===== Records for this exercise =====

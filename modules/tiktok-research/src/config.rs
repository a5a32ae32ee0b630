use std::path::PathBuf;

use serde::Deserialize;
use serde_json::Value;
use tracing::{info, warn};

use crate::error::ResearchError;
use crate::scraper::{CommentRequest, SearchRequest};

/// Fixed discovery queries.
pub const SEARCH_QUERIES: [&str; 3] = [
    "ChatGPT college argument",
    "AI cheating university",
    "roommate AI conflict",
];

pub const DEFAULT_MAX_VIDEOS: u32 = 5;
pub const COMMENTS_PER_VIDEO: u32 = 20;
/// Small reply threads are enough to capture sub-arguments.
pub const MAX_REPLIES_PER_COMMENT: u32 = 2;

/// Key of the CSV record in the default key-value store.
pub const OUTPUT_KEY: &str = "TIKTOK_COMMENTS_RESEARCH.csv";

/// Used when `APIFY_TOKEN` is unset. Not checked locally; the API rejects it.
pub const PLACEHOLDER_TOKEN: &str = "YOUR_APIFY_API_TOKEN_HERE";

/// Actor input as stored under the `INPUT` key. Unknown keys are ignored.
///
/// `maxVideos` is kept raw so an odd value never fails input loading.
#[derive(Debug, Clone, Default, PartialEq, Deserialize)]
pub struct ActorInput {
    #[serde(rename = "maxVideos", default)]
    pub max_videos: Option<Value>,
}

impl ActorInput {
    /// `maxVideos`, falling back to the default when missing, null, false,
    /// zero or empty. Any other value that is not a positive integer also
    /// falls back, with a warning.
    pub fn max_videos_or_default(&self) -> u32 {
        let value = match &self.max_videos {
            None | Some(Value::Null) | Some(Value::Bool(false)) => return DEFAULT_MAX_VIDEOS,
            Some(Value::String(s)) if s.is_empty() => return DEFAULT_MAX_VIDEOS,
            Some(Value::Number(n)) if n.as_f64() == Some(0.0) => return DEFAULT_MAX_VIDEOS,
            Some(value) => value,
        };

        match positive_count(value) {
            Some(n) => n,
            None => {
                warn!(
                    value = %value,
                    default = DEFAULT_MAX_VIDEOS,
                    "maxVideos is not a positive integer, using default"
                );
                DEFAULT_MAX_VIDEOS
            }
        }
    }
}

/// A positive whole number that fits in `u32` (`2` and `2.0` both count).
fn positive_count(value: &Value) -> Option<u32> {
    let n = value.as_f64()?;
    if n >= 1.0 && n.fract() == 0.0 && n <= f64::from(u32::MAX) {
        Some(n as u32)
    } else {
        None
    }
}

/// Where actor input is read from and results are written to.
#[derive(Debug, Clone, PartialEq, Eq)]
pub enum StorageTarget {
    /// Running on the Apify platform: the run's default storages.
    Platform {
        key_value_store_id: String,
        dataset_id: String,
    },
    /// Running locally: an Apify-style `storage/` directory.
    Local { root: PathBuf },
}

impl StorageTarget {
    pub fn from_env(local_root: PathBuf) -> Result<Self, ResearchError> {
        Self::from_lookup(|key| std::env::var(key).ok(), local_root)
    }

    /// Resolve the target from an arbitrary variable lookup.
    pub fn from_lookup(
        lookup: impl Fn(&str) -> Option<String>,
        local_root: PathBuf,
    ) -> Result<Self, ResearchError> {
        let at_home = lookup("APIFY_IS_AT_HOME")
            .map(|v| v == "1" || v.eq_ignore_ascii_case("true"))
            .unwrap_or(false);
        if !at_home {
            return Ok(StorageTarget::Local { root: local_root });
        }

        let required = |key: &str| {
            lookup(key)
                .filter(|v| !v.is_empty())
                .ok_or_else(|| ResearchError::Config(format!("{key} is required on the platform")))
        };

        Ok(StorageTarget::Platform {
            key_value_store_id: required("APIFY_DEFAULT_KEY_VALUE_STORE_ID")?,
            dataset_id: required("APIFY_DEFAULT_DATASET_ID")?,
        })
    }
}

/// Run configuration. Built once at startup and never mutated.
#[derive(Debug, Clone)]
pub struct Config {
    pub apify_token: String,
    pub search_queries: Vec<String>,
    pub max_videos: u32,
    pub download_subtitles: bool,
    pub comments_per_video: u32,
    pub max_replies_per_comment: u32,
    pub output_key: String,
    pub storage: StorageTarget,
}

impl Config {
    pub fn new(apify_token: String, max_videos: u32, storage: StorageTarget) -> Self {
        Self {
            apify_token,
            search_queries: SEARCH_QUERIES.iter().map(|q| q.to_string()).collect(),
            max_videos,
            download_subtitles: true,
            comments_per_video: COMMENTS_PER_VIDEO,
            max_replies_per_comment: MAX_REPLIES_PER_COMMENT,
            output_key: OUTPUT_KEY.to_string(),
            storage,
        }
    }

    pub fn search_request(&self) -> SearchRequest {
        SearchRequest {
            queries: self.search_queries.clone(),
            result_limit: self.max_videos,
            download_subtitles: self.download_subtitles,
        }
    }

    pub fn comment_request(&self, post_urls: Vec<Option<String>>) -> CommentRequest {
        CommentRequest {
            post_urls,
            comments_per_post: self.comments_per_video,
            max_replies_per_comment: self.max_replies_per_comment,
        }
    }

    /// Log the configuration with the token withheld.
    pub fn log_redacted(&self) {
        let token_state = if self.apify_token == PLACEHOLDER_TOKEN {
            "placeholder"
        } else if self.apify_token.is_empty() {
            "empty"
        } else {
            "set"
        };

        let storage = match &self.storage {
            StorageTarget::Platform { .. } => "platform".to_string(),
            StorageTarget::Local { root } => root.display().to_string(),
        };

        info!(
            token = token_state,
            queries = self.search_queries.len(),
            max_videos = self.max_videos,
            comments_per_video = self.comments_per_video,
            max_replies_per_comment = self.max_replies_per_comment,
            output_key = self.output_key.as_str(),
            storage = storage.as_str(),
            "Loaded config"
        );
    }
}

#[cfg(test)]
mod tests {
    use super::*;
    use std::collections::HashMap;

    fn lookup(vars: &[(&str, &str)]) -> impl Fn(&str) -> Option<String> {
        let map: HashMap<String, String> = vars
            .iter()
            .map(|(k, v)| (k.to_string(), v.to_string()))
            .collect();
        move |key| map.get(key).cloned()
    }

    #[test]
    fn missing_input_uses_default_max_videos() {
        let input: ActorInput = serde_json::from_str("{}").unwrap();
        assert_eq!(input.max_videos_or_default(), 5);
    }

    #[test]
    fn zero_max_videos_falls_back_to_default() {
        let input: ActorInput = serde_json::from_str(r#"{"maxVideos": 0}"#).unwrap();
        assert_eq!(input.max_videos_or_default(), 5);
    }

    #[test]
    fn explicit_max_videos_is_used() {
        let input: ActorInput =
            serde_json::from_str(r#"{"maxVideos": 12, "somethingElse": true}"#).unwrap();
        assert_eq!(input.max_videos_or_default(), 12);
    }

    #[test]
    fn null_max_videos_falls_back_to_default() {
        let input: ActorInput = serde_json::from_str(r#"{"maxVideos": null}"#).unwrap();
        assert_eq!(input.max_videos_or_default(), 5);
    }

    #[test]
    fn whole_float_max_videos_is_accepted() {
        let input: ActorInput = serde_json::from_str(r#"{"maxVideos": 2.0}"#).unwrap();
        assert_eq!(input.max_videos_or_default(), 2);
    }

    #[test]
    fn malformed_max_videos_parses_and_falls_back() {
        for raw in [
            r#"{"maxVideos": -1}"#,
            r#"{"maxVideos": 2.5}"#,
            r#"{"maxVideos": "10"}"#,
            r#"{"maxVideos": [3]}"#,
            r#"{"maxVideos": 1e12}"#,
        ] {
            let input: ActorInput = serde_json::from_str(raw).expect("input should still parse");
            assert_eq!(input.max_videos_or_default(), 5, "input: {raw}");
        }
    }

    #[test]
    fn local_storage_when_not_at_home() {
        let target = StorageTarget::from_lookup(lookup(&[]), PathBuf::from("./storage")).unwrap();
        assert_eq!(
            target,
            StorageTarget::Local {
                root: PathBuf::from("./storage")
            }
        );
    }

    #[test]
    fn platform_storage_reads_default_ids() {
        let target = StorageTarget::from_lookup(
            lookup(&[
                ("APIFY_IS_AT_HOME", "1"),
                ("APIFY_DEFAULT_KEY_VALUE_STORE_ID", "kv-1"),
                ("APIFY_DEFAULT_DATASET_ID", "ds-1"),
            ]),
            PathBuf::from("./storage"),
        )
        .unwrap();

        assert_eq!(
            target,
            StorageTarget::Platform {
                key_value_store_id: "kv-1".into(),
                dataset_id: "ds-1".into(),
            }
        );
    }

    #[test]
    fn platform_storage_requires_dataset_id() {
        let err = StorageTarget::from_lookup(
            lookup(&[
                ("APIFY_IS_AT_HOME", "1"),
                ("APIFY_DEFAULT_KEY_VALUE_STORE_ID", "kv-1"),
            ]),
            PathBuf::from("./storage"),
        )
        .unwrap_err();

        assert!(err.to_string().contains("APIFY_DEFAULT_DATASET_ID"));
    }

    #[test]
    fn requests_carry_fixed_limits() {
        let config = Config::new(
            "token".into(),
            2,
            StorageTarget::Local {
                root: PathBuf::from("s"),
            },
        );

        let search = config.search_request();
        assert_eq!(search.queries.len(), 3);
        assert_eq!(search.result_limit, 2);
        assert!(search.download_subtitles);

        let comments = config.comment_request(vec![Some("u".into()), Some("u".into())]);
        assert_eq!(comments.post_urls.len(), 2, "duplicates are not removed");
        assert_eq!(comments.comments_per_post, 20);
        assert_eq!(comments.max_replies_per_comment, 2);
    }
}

=====

Wherever the string "into" occurs in the entries, copy that whole line.

** Task answer **
                key_value_store_id: "kv-1".into(),
                dataset_id: "ds-1".into(),
            "token".into(),
        let comments = config.comment_request(vec![Some("u".into()), Some("u".into())]);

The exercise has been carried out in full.